После этого, он быстро подхватил своего резинового любовника и убежал.
- Ну и дуронька же этот Саха! - добродушно усмехнулся Головко, повернувшись к бассейну, где все еще плавал Жукаускас. - Друг мой! Пойдемте спать, пойдемте ляжем в прекрасную, мягкую великолепную постель. Давайте жить, давайте наслаждаться, давайте любить друг друга! Ведь мы в Якутии, и мы существуем. Вам нравится там плыть? Плывите, мое ближайшее существо, и вы откроете новый свет и мир.
Софрон Жукаускас застыл посреди бассейна. Он смотрел вверх, и руки его почти не двигались под водой.
- Я, кажется, что-то понял, - сказал он. - Может быть, это самое лучшее мгновенье.
Как поездка по сияющему шоссе восторженной светлой ночью, как фейерверк секунд, заключающих в себе истинный смысл прекрасных тайн, как цель, зажженная вдали великим светом других стран, как путь вверх - такой была дорога, существующая здесь, и по ней шли Софрон и Абрам, и их души трепетали от счастья находиться здесь сейчас, и реальность была повсюду, словно пространство, образованное сотворением мира.

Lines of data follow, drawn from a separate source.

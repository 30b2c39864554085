//! Session engine: the single task that owns all mutable board state.
//!
//! DESIGN
//! ======
//! The engine receives three kinds of input in one `select!` loop:
//! - commands from `SessionHandle`s,
//! - settlements reported by the backend calls it spawned,
//! - peer events from the transport,
//!
//! plus a ticker that drives the self-healing deduplication sweep.
//!
//! Local edits are applied to the store first, broadcast second and
//! persisted last, in a spawned task gated by the connectivity tracker. A
//! settlement only clears the pending mark (and, for creates, flushes the
//! update or delete held back behind the create). Nothing is ever rolled back.

use std::collections::{HashMap, HashSet};
use std::sync::Arc;
use std::time::Instant;

use tokio::sync::{mpsc, oneshot, watch};
use tokio::time::{Duration, MissedTickBehavior, interval_at};
use tracing::{debug, info, warn};

use super::{LocalUser, Notice, Snapshot};
use crate::api::{Whiteboard, WhiteboardApi};
use crate::connectivity::{Attempt, ConnectivityMode, ConnectivityTracker};
use crate::error::{ErrorCode, ObjectError};
use crate::gesture::{DrawStyle, GestureEvent, GestureState, Tool, tool_kind};
use crate::ident::IdGenerator;
use crate::merge::{MergeStrategy, Resolution};
use crate::object::{DrawableObject, ObjectPatch, Point};
use crate::presence::{Collaborator, Cursor, CursorThrottle, PresenceTracker, cursor_color};
use crate::store::ObjectStore;
use crate::transport::{
    CursorMove, InboundEvent, ObjectAdded, ObjectDeleted, ObjectUpdated, OutboundEvent, Transport, UpdateAction,
    WhiteboardUpdate,
};

// =============================================================================
// COMMANDS
// =============================================================================

pub(crate) enum Command {
    Create { object: DrawableObject, reply: oneshot::Sender<Option<String>> },
    Update { id: String, patch: ObjectPatch, reply: oneshot::Sender<Result<bool, ObjectError>> },
    Delete { id: String, reply: oneshot::Sender<bool> },
    Clear { confirmed: bool, reply: oneshot::Sender<usize> },
    Ingest(InboundEvent),
    PointerDown { tool: Tool, at: Point },
    PointerMove(Point),
    PointerUp,
    CancelGesture,
    SetStyle(DrawStyle),
    Reconnect(oneshot::Sender<ConnectivityMode>),
    Snapshot(oneshot::Sender<Snapshot>),
    WaitSettled(oneshot::Sender<()>),
    Shutdown,
}
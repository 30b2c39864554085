//! Error types shared across the sync core.
//!
//! DESIGN
//! ======
//! One `thiserror` enum per concern. Every enum implements [`ErrorCode`] so
//! notices and logs carry a stable, grepable code. Backend failures never
//! escape the session; they are logged or turned into a [`crate::Notice`].

// =============================================================================
// ERROR CODES
// =============================================================================

/// Grepable error code and retryable flag for structured notices.
pub trait ErrorCode: std::fmt::Display {
    fn error_code(&self) -> &'static str;

    fn retryable(&self) -> bool {
        false
    }
}

// =============================================================================
// OBJECT
// =============================================================================

#[derive(Debug, thiserror::Error)]
pub enum ObjectError {
    #[error("field `{field}` of object {id} is immutable")]
    ImmutableField { id: String, field: &'static str },
    #[error("patch does not fit object {id}: {reason}")]
    InvalidPatch { id: String, reason: String },
}

impl ErrorCode for ObjectError {
    fn error_code(&self) -> &'static str {
        match self {
            Self::ImmutableField { .. } => "E_IMMUTABLE_FIELD",
            Self::InvalidPatch { .. } => "E_INVALID_PATCH",
        }
    }
}

// =============================================================================
// API
// =============================================================================

/// Errors produced by backend calls.
#[derive(Debug, thiserror::Error)]
pub enum ApiError {
    /// The request could not be sent or timed out.
    #[error("API request failed: {0}")]
    Request(String),

    /// The backend returned a non-success HTTP status.
    #[error("API response error: status {status}")]
    Status { status: u16, body: String },

    /// The envelope said `success: false`.
    #[error("API rejected request: {0}")]
    Rejected(String),

    /// The response body was not the expected shape.
    #[error("API response parse failed: {0}")]
    Parse(String),

    /// The underlying HTTP client could not be constructed.
    #[error("HTTP client build failed: {0}")]
    HttpClientBuild(String),

    /// The configured base URL cannot have path segments appended.
    #[error("invalid API base URL: {0}")]
    InvalidBaseUrl(String),
}

impl ErrorCode for ApiError {
    fn error_code(&self) -> &'static str {
        match self {
            Self::Request(_) => "E_API_REQUEST",
            Self::Status { .. } => "E_API_STATUS",
            Self::Rejected(_) => "E_API_REJECTED",
            Self::Parse(_) => "E_API_PARSE",
            Self::HttpClientBuild(_) => "E_HTTP_CLIENT_BUILD",
            Self::InvalidBaseUrl(_) => "E_API_BASE_URL",
        }
    }

    fn retryable(&self) -> bool {
        matches!(self, Self::Request(_) | Self::Status { status: 429 | 500..=599, .. })
    }
}

// =============================================================================
// TRANSPORT
// =============================================================================

#[derive(Debug, thiserror::Error)]
pub enum TransportError {
    #[error("websocket connect failed: {0}")]
    Connect(Box<tokio_tungstenite::tungstenite::Error>),
    #[error("transport closed")]
    Closed,
}

impl ErrorCode for TransportError {
    fn error_code(&self) -> &'static str {
        match self {
            Self::Connect(_) => "E_WS_CONNECT",
            Self::Closed => "E_TRANSPORT_CLOSED",
        }
    }

    fn retryable(&self) -> bool {
        true
    }
}

// =============================================================================
// SESSION
// =============================================================================

#[derive(Debug, thiserror::Error)]
pub enum SessionError {
    /// The session task has stopped; no further commands are accepted.
    #[error("whiteboard session closed")]
    Closed,
}

impl ErrorCode for SessionError {
    fn error_code(&self) -> &'static str {
        match self {
            Self::Closed => "E_SESSION_CLOSED",
        }
    }
}

// =============================================================================
// CONFIG
// =============================================================================

#[derive(Debug, thiserror::Error)]
pub enum ConfigError {
    #[error("invalid value for {var}: {reason}")]
    Invalid { var: &'static str, reason: String },
}

impl ErrorCode for ConfigError {
    fn error_code(&self) -> &'static str {
        match self {
            Self::Invalid { .. } => "E_CONFIG_INVALID",
        }
    }
}
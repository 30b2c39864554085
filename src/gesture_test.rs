#![allow(clippy::float_cmp)]

use super::*;

const MIN: f64 = 5.0;

fn down(state: &mut GestureState, tool: Tool, x: f64, y: f64, store: &mut ObjectStore) -> GestureEvent {
    state.pointer_down(tool, Point::new(x, y), &DrawStyle::default(), "new_1".into(), store)
}

fn rect_store() -> ObjectStore {
    let mut store = ObjectStore::new();
    store.add(DrawableObject::new(
        "r1",
        Shape::Rectangle {
            x: 0.0,
            y: 0.0,
            width: 100.0,
            height: 50.0,
            stroke: "#000".into(),
            stroke_width: 1.0,
            fill: "none".into(),
        },
    ));
    store
}

#[test]
fn rectangle_drag_commits_normalized_shape() {
    let mut store = ObjectStore::new();
    let mut state = GestureState::new();
    assert_eq!(down(&mut state, Tool::Rectangle, 100.0, 100.0, &mut store), GestureEvent::None);
    state.pointer_move(Point::new(80.0, 90.0), &mut store);
    state.pointer_move(Point::new(60.0, 70.0), &mut store);
    assert!(state.draft().is_some());
    assert!(store.is_empty());

    let GestureEvent::Create(obj) = state.pointer_up(MIN, &store) else { panic!("expected create") };
    assert_eq!(obj.id, "new_1");
    let Shape::Rectangle { x, y, width, height, .. } = obj.shape else { panic!("expected rectangle") };
    assert_eq!((x, y, width, height), (60.0, 70.0, 40.0, 30.0));
    assert!(!state.is_active());
}

#[test]
fn tiny_rectangle_is_discarded() {
    let mut store = ObjectStore::new();
    let mut state = GestureState::new();
    down(&mut state, Tool::Rectangle, 10.0, 10.0, &mut store);
    state.pointer_move(Point::new(13.0, 14.0), &mut store);
    assert_eq!(state.pointer_up(MIN, &store), GestureEvent::None);
}

#[test]
fn thin_rectangle_passes_on_one_side() {
    let mut store = ObjectStore::new();
    let mut state = GestureState::new();
    down(&mut state, Tool::Rectangle, 0.0, 0.0, &mut store);
    state.pointer_move(Point::new(50.0, 2.0), &mut store);
    assert!(matches!(state.pointer_up(MIN, &store), GestureEvent::Create(_)));
}

#[test]
fn circle_radius_follows_pointer() {
    let mut store = ObjectStore::new();
    let mut state = GestureState::new();
    down(&mut state, Tool::Circle, 0.0, 0.0, &mut store);
    state.pointer_move(Point::new(30.0, 40.0), &mut store);
    let GestureEvent::Create(obj) = state.pointer_up(MIN, &store) else { panic!("expected create") };
    let Shape::Circle { x, y, radius, .. } = obj.shape else { panic!("expected circle") };
    assert_eq!((x, y, radius), (0.0, 0.0, 50.0));
}

#[test]
fn line_collects_distinct_points() {
    let mut store = ObjectStore::new();
    let mut state = GestureState::new();
    down(&mut state, Tool::Line, 0.0, 0.0, &mut store);
    state.pointer_move(Point::new(0.0, 0.0), &mut store);
    state.pointer_move(Point::new(10.0, 0.0), &mut store);
    state.pointer_move(Point::new(10.0, 10.0), &mut store);
    let GestureEvent::Create(obj) = state.pointer_up(MIN, &store) else { panic!("expected create") };
    let Shape::Line { points, .. } = obj.shape else { panic!("expected line") };
    assert_eq!(points.len(), 3);
}

#[test]
fn click_with_line_tool_is_discarded() {
    let mut store = ObjectStore::new();
    let mut state = GestureState::new();
    down(&mut state, Tool::Line, 5.0, 5.0, &mut store);
    assert_eq!(state.pointer_up(MIN, &store), GestureEvent::None);
}

#[test]
fn text_and_sticky_create_on_pointer_down() {
    let mut store = ObjectStore::new();
    let mut state = GestureState::new();
    let GestureEvent::Create(text) = down(&mut state, Tool::Text, 1.0, 2.0, &mut store) else {
        panic!("expected text create")
    };
    assert_eq!(text.kind(), ShapeKind::Text);
    assert!(!state.is_active());

    let GestureEvent::Create(note) = down(&mut state, Tool::StickyNote, 1.0, 2.0, &mut store) else {
        panic!("expected sticky create")
    };
    let Shape::StickyNote { width, fill, .. } = note.shape else { panic!("expected sticky note") };
    assert_eq!(width, STICKY_NOTE_SIZE);
    assert_eq!(fill, DrawStyle::default().sticky_fill);
}

#[test]
fn select_drag_moves_locally_and_reports_once() {
    let mut store = rect_store();
    let mut state = GestureState::new();
    down(&mut state, Tool::Select, 10.0, 10.0, &mut store);
    assert!(state.is_active());
    state.pointer_move(Point::new(15.0, 10.0), &mut store);
    state.pointer_move(Point::new(20.0, 30.0), &mut store);

    let Shape::Rectangle { x, y, .. } = store.get("r1").unwrap().shape.clone() else { panic!("expected rectangle") };
    assert_eq!((x, y), (10.0, 20.0));

    let GestureEvent::Move { id, patch } = state.pointer_up(MIN, &store) else { panic!("expected move") };
    assert_eq!(id, "r1");
    assert_eq!(patch["x"], 10.0);
    assert_eq!(patch["y"], 20.0);
}

#[test]
fn select_click_without_motion_reports_nothing() {
    let mut store = rect_store();
    let mut state = GestureState::new();
    down(&mut state, Tool::Select, 10.0, 10.0, &mut store);
    state.pointer_move(Point::new(10.0, 10.0), &mut store);
    assert_eq!(state.pointer_up(MIN, &store), GestureEvent::None);
}

#[test]
fn select_on_empty_canvas_is_idle() {
    let mut store = rect_store();
    let mut state = GestureState::new();
    down(&mut state, Tool::Select, 500.0, 500.0, &mut store);
    assert!(!state.is_active());
}

#[test]
fn drag_of_deleted_object_ends_quietly() {
    let mut store = rect_store();
    let mut state = GestureState::new();
    down(&mut state, Tool::Select, 10.0, 10.0, &mut store);
    store.remove("r1");
    state.pointer_move(Point::new(40.0, 40.0), &mut store);
    assert!(!state.is_active());
    assert_eq!(state.pointer_up(MIN, &store), GestureEvent::None);
}

#[test]
fn cancel_drops_draft() {
    let mut store = ObjectStore::new();
    let mut state = GestureState::new();
    down(&mut state, Tool::Rectangle, 0.0, 0.0, &mut store);
    state.pointer_move(Point::new(100.0, 100.0), &mut store);
    state.cancel(&mut store);
    assert!(state.draft().is_none());
    assert_eq!(state.pointer_up(MIN, &store), GestureEvent::None);
}

fn rect_position(store: &ObjectStore) -> (f64, f64) {
    let Shape::Rectangle { x, y, .. } = store.get("r1").unwrap().shape.clone() else { panic!("expected rectangle") };
    (x, y)
}

#[test]
fn cancelled_drag_restores_position() {
    let mut store = rect_store();
    let mut state = GestureState::new();
    down(&mut state, Tool::Select, 10.0, 10.0, &mut store);
    state.pointer_move(Point::new(30.0, 20.0), &mut store);
    state.pointer_move(Point::new(60.0, 60.0), &mut store);
    assert_eq!(rect_position(&store), (50.0, 50.0));

    state.cancel(&mut store);
    assert_eq!(rect_position(&store), (0.0, 0.0));
    assert!(!state.is_active());
    assert_eq!(state.pointer_up(MIN, &store), GestureEvent::None);
}

#[test]
fn new_pointer_down_abandons_drag_in_place() {
    let mut store = rect_store();
    let mut state = GestureState::new();
    down(&mut state, Tool::Select, 10.0, 10.0, &mut store);
    state.pointer_move(Point::new(20.0, 25.0), &mut store);
    assert_eq!(rect_position(&store), (10.0, 15.0));

    down(&mut state, Tool::Rectangle, 300.0, 300.0, &mut store);
    assert_eq!(rect_position(&store), (0.0, 0.0));
    assert!(state.draft().is_some());
}

#[test]
fn tool_kinds() {
    assert_eq!(tool_kind(Tool::Select), None);
    assert_eq!(tool_kind(Tool::StickyNote), Some(ShapeKind::StickyNote));
}
use std::collections::HashSet;

use super::*;

#[test]
fn timestamp_id_layout() {
    let ids = TimestampIds::new();
    let id = ids.generate("rectangle", Some("user-12345678"));
    let parts: Vec<&str> = id.split('_').collect();
    assert_eq!(parts.len(), 5, "unexpected layout: {id}");
    assert_eq!(parts[0], "rectangle");
    assert!(parts[1].parse::<i64>().unwrap() > 0);
    assert_eq!(parts[2], "0");
    assert_eq!(parts[3].len(), RANDOM_LEN);
    assert!(parts[3].bytes().all(|b| BASE36.contains(&b)));
    assert_eq!(parts[4], "5678");
}

#[test]
fn timestamp_counter_increments() {
    let ids = TimestampIds::new();
    let a = ids.generate("text", None);
    let b = ids.generate("text", None);
    assert_eq!(a.split('_').nth(2), Some("0"));
    assert_eq!(b.split('_').nth(2), Some("1"));
}

#[test]
fn missing_user_is_anon() {
    let ids = TimestampIds::new();
    assert!(ids.generate("circle", None).ends_with("_anon"));
    assert!(ids.generate("circle", Some("   ")).ends_with("_anon"));
}

#[test]
fn short_user_id_is_kept_whole() {
    assert_eq!(user_suffix(Some("ab")), "ab");
    assert_eq!(user_suffix(Some("üser")), "üser");
}

#[test]
fn prefix_may_contain_underscores() {
    let ids = TimestampIds::new();
    let id = ids.generate("sticky_note_recovered", Some("u1"));
    assert!(id.starts_with("sticky_note_recovered_"));
    assert!(id.ends_with("_u1"));
}

#[test]
fn timestamp_ids_do_not_collide_in_a_burst() {
    let ids = TimestampIds::new();
    let minted: HashSet<String> = (0..10_000).map(|_| ids.generate("line", Some("u1"))).collect();
    assert_eq!(minted.len(), 10_000);
}

#[test]
fn uuid_ids_carry_prefix() {
    let id = UuidIds.generate("circle", Some("ignored"));
    let rest = id.strip_prefix("circle_").unwrap();
    assert_eq!(rest.len(), 32);
    assert!(Uuid::parse_str(rest).is_ok());
}

#[test]
fn scheme_selects_generator() {
    let id = IdScheme::Uuid.generator().generate("text", None);
    assert_eq!(id.len(), "text_".len() + 32);
    let id = IdScheme::Timestamp.generator().generate("text", None);
    assert!(id.ends_with("_anon"));
}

Впереди был целый день: встреча с Павлом Амадеем Саха в пять часов вечера в баре <Порез>, предстоящий улет в Чульман, и что-нибудь еще, - а здесь был Мирный, ласковый, как любящая дочь, или жена, и небоскребы сияли на солнце блестящими цветами, и где-то, не так далеко, тек великий Вилюй, и его вода была бездонно-синяя, словно небо над ним. Они шли в этом Мирном, не торопясь никуда и как будто не желая ничего; вокруг проносились пестрые торопливые существа, устремленные туда, или сюда; машины и мотоциклы ехали по проезжей части, создавая единый шумный поток, откуда доносились дебильные музыкальные ритмы, улицы благоухали цветочными запахами южного блаженства, словно ботанический сад, и румяные сосиски продавались за углом, как и везде в мире, и хотелось заплакать при взгляде на густую желтизну их горчицы, и на скоротечную убогость их бытия. Жукаускас и Головко, словно нереальные гости из другого мира, проходили как будто сквозь здешнюю буйную, блистательную действительность, которая функционировала во всех мыслимых видах и обличьях, как сложный прибор, и в то же время была нарочито, убийственно спокойной, будто правильно понятая мирская суета, не затрагивающая истинной сущности свышерожденного субъекта. Улицы были невыносимо чисты, как гладко выбритые щеки мужчины-манекена, рекламирующего пуловер; дома были аккуратными и совершенными в своем роде - совсем как аппетитные домики на проектном столе какого-нибудь одаренного архитектора, сконструированные его любящей, прилежной рукой; растительность скверов была четко подстриженной и походила на ухоженную щетину жестких усов некоего франта, надушенного цветочным одеколоном, напоминающим интимный привлекательный аромат скверов; и вывески на домах были яркими и резко контрастирующими с приглушенными, комнатными оттенками домов, как цветастый галстук молодого жениха, оттеняемый его шикарным однотонным костюмом. Все вызывало звенящую радость немыслимой восхитительности жизни, и можно было улетать обратно, или упасть в ленскую речную волну, - это все был Мирный, это все было в Мирном, это все было, и здесь располагался город, существующий посреди страны под небом, и божественность сверкала в каждом великом камне, составляющем бордюр его тротуара.